Stored data entries
use crate::domain::types::{ReviewId, ReviewStatus};
use crate::dto::reviews::{ReviewDto, ReviewSummaryDto};
use crate::forms::reviews::{ReviewFilterQuery, ReviewForm, ReviewFormPayload};
use crate::repository::{ReviewListQuery, ReviewReader, ReviewWriter};

use super::{ServiceError, ServiceResult};

/// Stores a visitor's review as pending. Invalid forms never reach the store.
pub fn submit_review<R>(form: ReviewForm, repo: &R) -> ServiceResult<()>
where
    R: ReviewWriter + ?Sized,
{
    let payload: ReviewFormPayload = form.try_into()?;

    match repo.create_review(&payload.into_new_review()) {
        Ok(_) => Ok(()),
        Err(e) => {
            log::error!("Failed to store review: {e}");
            Err(e.into())
        }
    }
}

/// Approved reviews with their average rating for the public page.
pub fn show_approved_reviews<R>(repo: &R) -> ServiceResult<ReviewSummaryDto>
where
    R: ReviewReader + ?Sized,
{
    match repo.list_reviews(ReviewListQuery::default().status(ReviewStatus::Approved)) {
        Ok(reviews) => Ok(ReviewSummaryDto::new(reviews)),
        Err(e) => {
            log::error!("Failed to list approved reviews: {e}");
            Err(e.into())
        }
    }
}

pub fn show_reviews<R>(filter: &ReviewFilterQuery, repo: &R) -> ServiceResult<Vec<ReviewDto>>
where
    R: ReviewReader + ?Sized,
{
    match repo.list_reviews(filter.query()) {
        Ok(reviews) => Ok(reviews.into_iter().map(ReviewDto::from).collect()),
        Err(e) => {
            log::error!("Failed to list reviews: {e}");
            Err(e.into())
        }
    }
}

pub fn set_status<R>(id: &ReviewId, status: ReviewStatus, repo: &R) -> ServiceResult<()>
where
    R: ReviewWriter + ?Sized,
{
    match repo.set_review_status(id, status) {
        Ok(0) => Err(ServiceError::NotFound),
        Ok(_) => Ok(()),
        Err(e) => {
            log::error!("Failed to set status of review {id}: {e}");
            Err(e.into())
        }
    }
}

pub fn delete_review<R>(id: &ReviewId, repo: &R) -> ServiceResult<()>
where
    R: ReviewWriter + ?Sized,
{
    match repo.delete_review(id) {
        Ok(0) => Err(ServiceError::NotFound),
        Ok(_) => Ok(()),
        Err(e) => {
            log::error!("Failed to delete review {id}: {e}");
            Err(e.into())
        }
    }
}

#[cfg(test)]
mod tests {
    use super::*;
    use crate::repository::test::TestRepository;

    fn form(rating: i32) -> ReviewForm {
        ReviewForm {
            name: "Bob".into(),
            email: "bob@example.com".into(),
            company: Some("Acme".into()),
            rating,
            review: "Solid work".into(),
        }
    }

    fn all() -> ReviewFilterQuery {
        ReviewFilterQuery { status: None }
    }

    #[test]
    fn zero_rating_is_rejected_without_a_store_call() {
        let repo = TestRepository::new();

        let result = submit_review(form(0), &repo);

        assert!(matches!(result, Err(ServiceError::Validation(_))));
        assert_eq!(repo.write_calls(), 0);
    }

    #[test]
    fn new_reviews_are_pending_and_hidden_from_the_public() {
        let repo = TestRepository::new();
        submit_review(form(4), &repo).unwrap();

        let reviews = show_reviews(&all(), &repo).unwrap();
        assert_eq!(reviews[0].status, "pending");
        assert!(!reviews[0].approved);

        let public = show_approved_reviews(&repo).unwrap();
        assert!(public.reviews.is_empty());
        assert_eq!(public.average_rating, None);
    }

    #[test]
    fn approving_publishes_the_review() {
        let repo = TestRepository::new();
        submit_review(form(4), &repo).unwrap();
        submit_review(form(5), &repo).unwrap();
        for review in show_reviews(&all(), &repo).unwrap() {
            let id = ReviewId::new(review.id).unwrap();
            set_status(&id, ReviewStatus::Approved, &repo).unwrap();
        }

        let public = show_approved_reviews(&repo).unwrap();
        assert_eq!(public.reviews.len(), 2);
        assert!(public.reviews.iter().all(|r| r.approved));
        assert_eq!(public.average_rating, Some(4.5));

        let pending = ReviewFilterQuery {
            status: Some("pending".into()),
        };
        assert!(show_reviews(&pending, &repo).unwrap().is_empty());
    }

    #[test]
    fn missing_review_is_not_found() {
        let repo = TestRepository::new();
        let id = ReviewId::new("missing").unwrap();

        assert_eq!(
            set_status(&id, ReviewStatus::Rejected, &repo),
            Err(ServiceError::NotFound)
        );
        assert_eq!(delete_review(&id, &repo), Err(ServiceError::NotFound));
    }
}
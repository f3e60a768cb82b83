use chrono::NaiveDateTime;
use diesel::prelude::*;

use crate::domain::project::{Media as DomainMedia, Project as DomainProject};
use crate::domain::types::{
    CategoryId, MediaId, MediaKind, MediaUrl, ProjectId, ProjectTitle, Sequence, Technology,
    TypeConstraintError,
};

/// Diesel model representing the `projects` table.
#[derive(Debug, Clone, Identifiable, Queryable, Selectable)]
#[diesel(table_name = crate::schema::projects)]
pub struct Project {
    pub id: String,
    pub title: String,
    pub description: String,
    pub category_id: Option<String>,
    /// JSON array of technology tags.
    pub technologies: String,
    pub display_order: Option<i32>,
    pub created_at: NaiveDateTime,
    pub updated_at: NaiveDateTime,
}

/// Insertable form of [`Project`].
#[derive(Debug, Insertable)]
#[diesel(table_name = crate::schema::projects)]
pub struct NewProject {
    pub id: String,
    pub title: String,
    pub description: String,
    pub category_id: Option<String>,
    pub technologies: String,
    pub display_order: Option<i32>,
    pub created_at: NaiveDateTime,
    pub updated_at: NaiveDateTime,
}

/// Diesel model representing the `project_media` table.
#[derive(Debug, Clone, Identifiable, Queryable, Selectable, Insertable)]
#[diesel(table_name = crate::schema::project_media)]
pub struct ProjectMedia {
    pub id: String,
    pub project_id: String,
    pub url: String,
    pub media_type: String,
    pub display_order: i32,
}

pub fn encode_technologies(technologies: &[Technology]) -> String {
    let tags: Vec<&str> = technologies.iter().map(Technology::as_str).collect();
    serde_json::to_string(&tags).unwrap_or_else(|_| "[]".to_string())
}

pub fn decode_technologies(raw: &str) -> Result<Vec<Technology>, TypeConstraintError> {
    let tags: Vec<String> = serde_json::from_str(raw)
        .map_err(|e| TypeConstraintError::InvalidValue(format!("technologies: {e}")))?;
    tags.into_iter().map(Technology::new).collect()
}

impl Project {
    /// Combines the row with its media rows, ordering the gallery.
    pub fn into_domain(
        self,
        media: Vec<ProjectMedia>,
    ) -> Result<DomainProject, TypeConstraintError> {
        let mut media = media
            .into_iter()
            .map(DomainMedia::try_from)
            .collect::<Result<Vec<_>, _>>()?;
        media.sort_by_key(|m| m.sequence);

        Ok(DomainProject {
            id: ProjectId::new(self.id)?,
            title: ProjectTitle::new(self.title)?,
            description: self.description,
            category_id: self.category_id.map(CategoryId::new).transpose()?,
            technologies: decode_technologies(&self.technologies)?,
            media,
            sequence: self.display_order.map(Sequence::new),
            created_at: self.created_at,
            updated_at: self.updated_at,
        })
    }
}

impl From<&DomainProject> for NewProject {
    fn from(project: &DomainProject) -> Self {
        Self {
            id: project.id.as_str().to_string(),
            title: project.title.as_str().to_string(),
            description: project.description.clone(),
            category_id: project.category_id.as_ref().map(|id| id.as_str().to_string()),
            technologies: encode_technologies(&project.technologies),
            display_order: project.sequence.map(Sequence::get),
            created_at: project.created_at,
            updated_at: project.updated_at,
        }
    }
}

impl TryFrom<ProjectMedia> for DomainMedia {
    type Error = TypeConstraintError;

    fn try_from(media: ProjectMedia) -> Result<Self, Self::Error> {
        Ok(Self {
            id: MediaId::new(media.id)?,
            project_id: ProjectId::new(media.project_id)?,
            url: MediaUrl::new(media.url)?,
            kind: MediaKind::try_from(media.media_type)?,
            sequence: Sequence::new(media.display_order),
        })
    }
}

impl From<&DomainMedia> for ProjectMedia {
    fn from(media: &DomainMedia) -> Self {
        Self {
            id: media.id.as_str().to_string(),
            project_id: media.project_id.as_str().to_string(),
            url: media.url.as_str().to_string(),
            media_type: media.kind.as_str().to_string(),
            display_order: media.sequence.get(),
        }
    }
}
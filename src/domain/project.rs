use chrono::NaiveDateTime;
use serde::{Deserialize, Serialize};

use crate::domain::types::{
    CategoryId, MediaId, MediaKind, MediaUrl, ProjectId, ProjectTitle, Sequence, Technology,
};

/// A portfolio entry together with its media gallery.
#[derive(Debug, Clone, Serialize, Deserialize, PartialEq)]
pub struct Project {
    pub id: ProjectId,
    pub title: ProjectTitle,
    pub description: String,
    /// May point at a category that no longer exists.
    pub category_id: Option<CategoryId>,
    pub technologies: Vec<Technology>,
    /// Ordered by `Media::sequence`.
    pub media: Vec<Media>,
    /// Manual ordering, higher values first. Projects without one sort last.
    pub sequence: Option<Sequence>,
    pub created_at: NaiveDateTime,
    pub updated_at: NaiveDateTime,
}

/// Image or video owned by exactly one project.
#[derive(Debug, Clone, Serialize, Deserialize, PartialEq)]
pub struct Media {
    pub id: MediaId,
    pub project_id: ProjectId,
    pub url: MediaUrl,
    pub kind: MediaKind,
    pub sequence: Sequence,
}

/// Media uploaded but not yet attached to a project.
#[derive(Debug, Clone, Serialize, Deserialize, PartialEq)]
pub struct NewMedia {
    pub url: MediaUrl,
    pub kind: MediaKind,
}

/// Information required to create a new [`Project`].
#[derive(Debug, Clone, Serialize, Deserialize, PartialEq)]
pub struct NewProject {
    pub title: ProjectTitle,
    pub description: String,
    pub category_id: Option<CategoryId>,
    pub technologies: Vec<Technology>,
    pub media: Vec<NewMedia>,
    pub created_at: NaiveDateTime,
    pub updated_at: NaiveDateTime,
}

/// Editable project fields. Media and ordering have their own operations.
#[derive(Debug, Clone, Serialize, Deserialize, PartialEq)]
pub struct ProjectChanges {
    pub title: ProjectTitle,
    pub description: String,
    pub category_id: Option<CategoryId>,
    pub technologies: Vec<Technology>,
    pub updated_at: NaiveDateTime,
}

impl NewMedia {
    /// Attaches the media to a project at the given gallery position.
    pub fn into_media(self, project_id: ProjectId, sequence: Sequence) -> Media {
        Media {
            id: MediaId::generate(),
            project_id,
            url: self.url,
            kind: self.kind,
            sequence,
        }
    }
}

impl NewProject {
    /// Materialises the project and its media with fresh identifiers.
    ///
    /// Media sequences follow upload order starting at 0.
    pub fn into_project(self, id: ProjectId, sequence: Sequence) -> Project {
        let media = attach_media(&id, self.media, Sequence::new(0));
        Project {
            id,
            title: self.title,
            description: self.description,
            category_id: self.category_id,
            technologies: self.technologies,
            media,
            sequence: Some(sequence),
            created_at: self.created_at,
            updated_at: self.updated_at,
        }
    }
}

impl Project {
    /// Gallery position for the next appended media item.
    pub fn next_media_sequence(&self) -> Sequence {
        self.media
            .iter()
            .map(|m| m.sequence)
            .max()
            .map_or(Sequence::new(0), Sequence::next)
    }

    /// First image in the gallery, used as a thumbnail.
    pub fn cover(&self) -> Option<&Media> {
        self.media.iter().find(|m| m.kind == MediaKind::Image)
    }
}

/// Assigns consecutive gallery positions starting at `first`.
pub fn attach_media(project_id: &ProjectId, media: Vec<NewMedia>, first: Sequence) -> Vec<Media> {
    let mut sequence = first;
    media
        .into_iter()
        .map(|item| {
            let media = item.into_media(project_id.clone(), sequence);
            sequence = sequence.next();
            media
        })
        .collect()
}
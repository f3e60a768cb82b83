use chrono::Utc;
use serde::Deserialize;
use thiserror::Error;
use validator::{Validate, ValidationErrors};

use crate::domain::review::NewReview;
use crate::domain::types::{
    CompanyName, EmailAddress, PersonName, Rating, ReviewBody, ReviewStatus,
    TypeConstraintError,
};
use crate::forms::non_blank;
use crate::repository::ReviewListQuery;

/// Public review form. A missing rating deserializes to zero and is rejected.
#[derive(Deserialize, Validate)]
pub struct ReviewForm {
    #[validate(length(min = 1, max = 200))]
    pub name: String,
    #[validate(email)]
    pub email: String,
    pub company: Option<String>,
    #[serde(default)]
    #[validate(range(min = 1, max = 5))]
    pub rating: i32,
    #[validate(length(min = 1, max = 5000))]
    pub review: String,
}

#[derive(Debug, Clone, PartialEq)]
pub struct ReviewFormPayload {
    pub name: PersonName,
    pub email: EmailAddress,
    pub company: Option<CompanyName>,
    pub rating: Rating,
    pub body: ReviewBody,
}

impl ReviewFormPayload {
    pub fn into_new_review(self) -> NewReview {
        NewReview {
            name: self.name,
            email: self.email,
            company: self.company,
            rating: self.rating,
            body: self.body,
            created_at: Utc::now().naive_utc(),
        }
    }
}

#[derive(Debug, Error)]
pub enum ReviewFormError {
    #[error("Review form validation failed: {0}")]
    Validation(String),
    #[error("Review form contains invalid data: {0}")]
    TypeConstraint(String),
}

impl From<ValidationErrors> for ReviewFormError {
    fn from(value: ValidationErrors) -> Self {
        Self::Validation(value.to_string())
    }
}

impl From<TypeConstraintError> for ReviewFormError {
    fn from(value: TypeConstraintError) -> Self {
        Self::TypeConstraint(value.to_string())
    }
}

impl TryFrom<ReviewForm> for ReviewFormPayload {
    type Error = ReviewFormError;

    fn try_from(value: ReviewForm) -> Result<Self, Self::Error> {
        value.validate()?;
        Ok(Self {
            name: PersonName::new(value.name)?,
            email: EmailAddress::new(value.email)?,
            company: non_blank(value.company).map(CompanyName::new).transpose()?,
            rating: Rating::new(value.rating)?,
            body: ReviewBody::new(value.review)?,
        })
    }
}

/// Approve / reject / reset buttons.
#[derive(Deserialize)]
pub struct ReviewStatusForm {
    pub status: String,
}

impl TryFrom<ReviewStatusForm> for ReviewStatus {
    type Error = TypeConstraintError;

    fn try_from(value: ReviewStatusForm) -> Result<Self, Self::Error> {
        ReviewStatus::try_from(value.status.as_str())
    }
}

#[derive(Deserialize)]
pub struct ReviewFilterQuery {
    pub status: Option<String>,
}

impl ReviewFilterQuery {
    /// `None` lists every review; unknown values do the same.
    pub fn status(&self) -> Option<ReviewStatus> {
        self.status
            .as_deref()
            .and_then(|s| ReviewStatus::try_from(s).ok())
    }

    pub fn query(&self) -> ReviewListQuery {
        match self.status() {
            Some(status) => ReviewListQuery::default().status(status),
            None => ReviewListQuery::default(),
        }
    }
}
//! Error conversion glue between layers.
//!
//! The domain layer must not depend on repository or service error types, so
//! the conversions live here. Service-side impls only exist with the `server`
//! feature.

use crate::domain::types::TypeConstraintError;
use crate::repository::errors::RepositoryError;

impl From<TypeConstraintError> for RepositoryError {
    fn from(val: TypeConstraintError) -> Self {
        RepositoryError::ValidationError(val.to_string())
    }
}

#[cfg(feature = "server")]
mod server {
    use crate::domain::types::TypeConstraintError;
    use crate::forms::auth::LoginFormError;
    use crate::forms::categories::CategoryFormError;
    use crate::forms::messages::ContactFormError;
    use crate::forms::projects::ProjectFormError;
    use crate::forms::reviews::ReviewFormError;
    use crate::services::ServiceError;

    impl From<TypeConstraintError> for ServiceError {
        fn from(val: TypeConstraintError) -> Self {
            ServiceError::Validation(val.to_string())
        }
    }

    impl From<LoginFormError> for ServiceError {
        fn from(val: LoginFormError) -> Self {
            ServiceError::Validation(val.to_string())
        }
    }

    impl From<CategoryFormError> for ServiceError {
        fn from(val: CategoryFormError) -> Self {
            ServiceError::Validation(val.to_string())
        }
    }

    impl From<ProjectFormError> for ServiceError {
        fn from(val: ProjectFormError) -> Self {
            ServiceError::Validation(val.to_string())
        }
    }

    impl From<ContactFormError> for ServiceError {
        fn from(val: ContactFormError) -> Self {
            ServiceError::Validation(val.to_string())
        }
    }

    impl From<ReviewFormError> for ServiceError {
        fn from(val: ReviewFormError) -> Self {
            ServiceError::Validation(val.to_string())
        }
    }
}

== Your task ==
Wherever the string "ProjectFormError" occurs in the records, copy the line it is in.

== Output ==
    use crate::forms::projects::ProjectFormError;
    impl From<ProjectFormError> for ServiceError {
        fn from(val: ProjectFormError) -> Self {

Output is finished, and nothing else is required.